Tell how many lines of the material below hold "MqttSection". The reply is that number alone.

SUPPLIED RECORDS:
=== Begin Enclosure ===

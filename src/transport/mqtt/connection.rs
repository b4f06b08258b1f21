//! Pure connection configuration and error classification
//!
//! Everything here is free of I/O: building connection settings from the
//! config, translating them into rumqttc options, and classifying connect
//! failures.

use crate::config::MqttSection;
use crate::transport::SessionError;
use rumqttc::{ConnectReturnCode, MqttOptions, QoS};
use std::fmt;
use std::time::Duration;
use thiserror::Error;

/// Connection state for a broker connection
#[derive(Debug, Clone, PartialEq, Eq)]
pub enum ConnectionState {
    Disconnected,
    Connecting,
    Connected,
    /// Reconnecting after an unsolicited loss (attempt count)
    Reconnecting(u32),
}

/// Why the broker refused a connection
#[derive(Debug, Clone, PartialEq, Eq)]
pub enum ConnectRefusal {
    BadUserNamePassword,
    NotAuthorized,
    Other(String),
}

impl ConnectRefusal {
    pub fn from_return_code(code: ConnectReturnCode) -> Self {
        match code {
            ConnectReturnCode::BadUserNamePassword => ConnectRefusal::BadUserNamePassword,
            ConnectReturnCode::NotAuthorized => ConnectRefusal::NotAuthorized,
            other => ConnectRefusal::Other(format!("{other:?}")),
        }
    }

    pub fn is_credential_refusal(&self) -> bool {
        matches!(
            self,
            ConnectRefusal::BadUserNamePassword | ConnectRefusal::NotAuthorized
        )
    }
}

impl fmt::Display for ConnectRefusal {
    fn fmt(&self, f: &mut fmt::Formatter<'_>) -> fmt::Result {
        match self {
            ConnectRefusal::BadUserNamePassword => f.write_str("bad user name or password"),
            ConnectRefusal::NotAuthorized => f.write_str("not authorized"),
            ConnectRefusal::Other(code) => write!(f, "{code}"),
        }
    }
}

/// Which credential dimension a credential refusal points at
#[derive(Debug, Clone, Copy, PartialEq, Eq)]
pub enum CredentialProblem {
    MissingUsername,
    MissingPassword,
    Rejected,
}

impl fmt::Display for CredentialProblem {
    fn fmt(&self, f: &mut fmt::Formatter<'_>) -> fmt::Result {
        match self {
            CredentialProblem::MissingUsername => f.write_str("no username configured"),
            CredentialProblem::MissingPassword => f.write_str("no password configured"),
            CredentialProblem::Rejected => f.write_str("credentials rejected by broker"),
        }
    }
}

/// Classified broker connection errors
#[derive(Debug, Error)]
pub enum MqttError {
    #[error("Bad credentials: {problem}")]
    BadCredentials {
        problem: CredentialProblem,
        #[source]
        source: SessionError,
    },
    #[error("Connection failed")]
    ConnectionFailed(#[source] SessionError),
    #[error("Subscription failed")]
    SubscriptionFailed(#[source] SessionError),
    #[error("Not connected - current state: {state:?}")]
    NotConnected { state: ConnectionState },
    #[error("Connection cancelled")]
    Cancelled,
    #[error("Invalid QoS level: {0}")]
    InvalidQos(u8),
}

/// Immutable per-attempt connection configuration
#[derive(Debug, Clone)]
pub struct ConnectionSettings {
    pub broker: String,
    pub port: u16,
    /// Full client id, including the per-connection suffix
    pub client_id: String,
    pub topic: String,
    pub qos: QoS,
    pub clean_session: bool,
    pub keep_alive: Duration,
    pub reconnect_on_failure: bool,
    pub username: String,
    pub password: String,
    pub connect_timeout: Duration,
    /// Delay between unsolicited-loss reconnection attempts
    pub reconnect_interval: Duration,
    pub disconnect_grace: Duration,
}

impl ConnectionSettings {
    /// Build settings from the MQTT section, generating a fresh client id
    pub fn from_section(
        mqtt: &MqttSection,
        connect_timeout: Duration,
        reconnect_interval: Duration,
        disconnect_grace: Duration,
    ) -> Result<Self, MqttError> {
        Ok(Self {
            broker: mqtt.broker.clone(),
            port: mqtt.port,
            client_id: unique_client_id(&mqtt.client_id),
            topic: mqtt.topic.clone(),
            qos: qos_from_level(mqtt.qos)?,
            clean_session: mqtt.clean_session,
            keep_alive: Duration::from_secs(mqtt.keep_alive),
            reconnect_on_failure: mqtt.reconnect_on_failure,
            username: mqtt.username.clone(),
            password: mqtt.password.clone(),
            connect_timeout,
            reconnect_interval,
            disconnect_grace,
        })
    }
}

/// Append a short random token to `base` so restarts never collide on the broker
pub fn unique_client_id(base: &str) -> String {
    let uuid = uuid::Uuid::new_v4().to_string();
    let suffix = uuid.split('-').next().unwrap_or(&uuid);
    format!("{base}-{suffix}")
}

pub fn qos_from_level(level: u8) -> Result<QoS, MqttError> {
    match level {
        0 => Ok(QoS::AtMostOnce),
        1 => Ok(QoS::AtLeastOnce),
        2 => Ok(QoS::ExactlyOnce),
        other => Err(MqttError::InvalidQos(other)),
    }
}

/// Translate connection settings into rumqttc options
pub fn configure_mqtt_options(settings: &ConnectionSettings) -> MqttOptions {
    let mut options = MqttOptions::new(&settings.client_id, &settings.broker, settings.port);
    options.set_clean_session(settings.clean_session);
    // Whole seconds; zero disables keep-alive
    options.set_keep_alive(settings.keep_alive);
    if !settings.username.is_empty() {
        options.set_credentials(&settings.username, &settings.password);
    }
    options
}

/// Classify a failed connect, attributing credential refusals to a dimension
pub fn classify_connect_error(error: SessionError, settings: &ConnectionSettings) -> MqttError {
    match &error {
        SessionError::Refused(refusal) if refusal.is_credential_refusal() => {
            let problem = if settings.username.is_empty() {
                CredentialProblem::MissingUsername
            } else if settings.password.is_empty() {
                CredentialProblem::MissingPassword
            } else {
                CredentialProblem::Rejected
            };
            MqttError::BadCredentials {
                problem,
                source: error,
            }
        }
        _ => MqttError::ConnectionFailed(error),
    }
}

=== End Enclosure ===

TASK RESPONSE:
2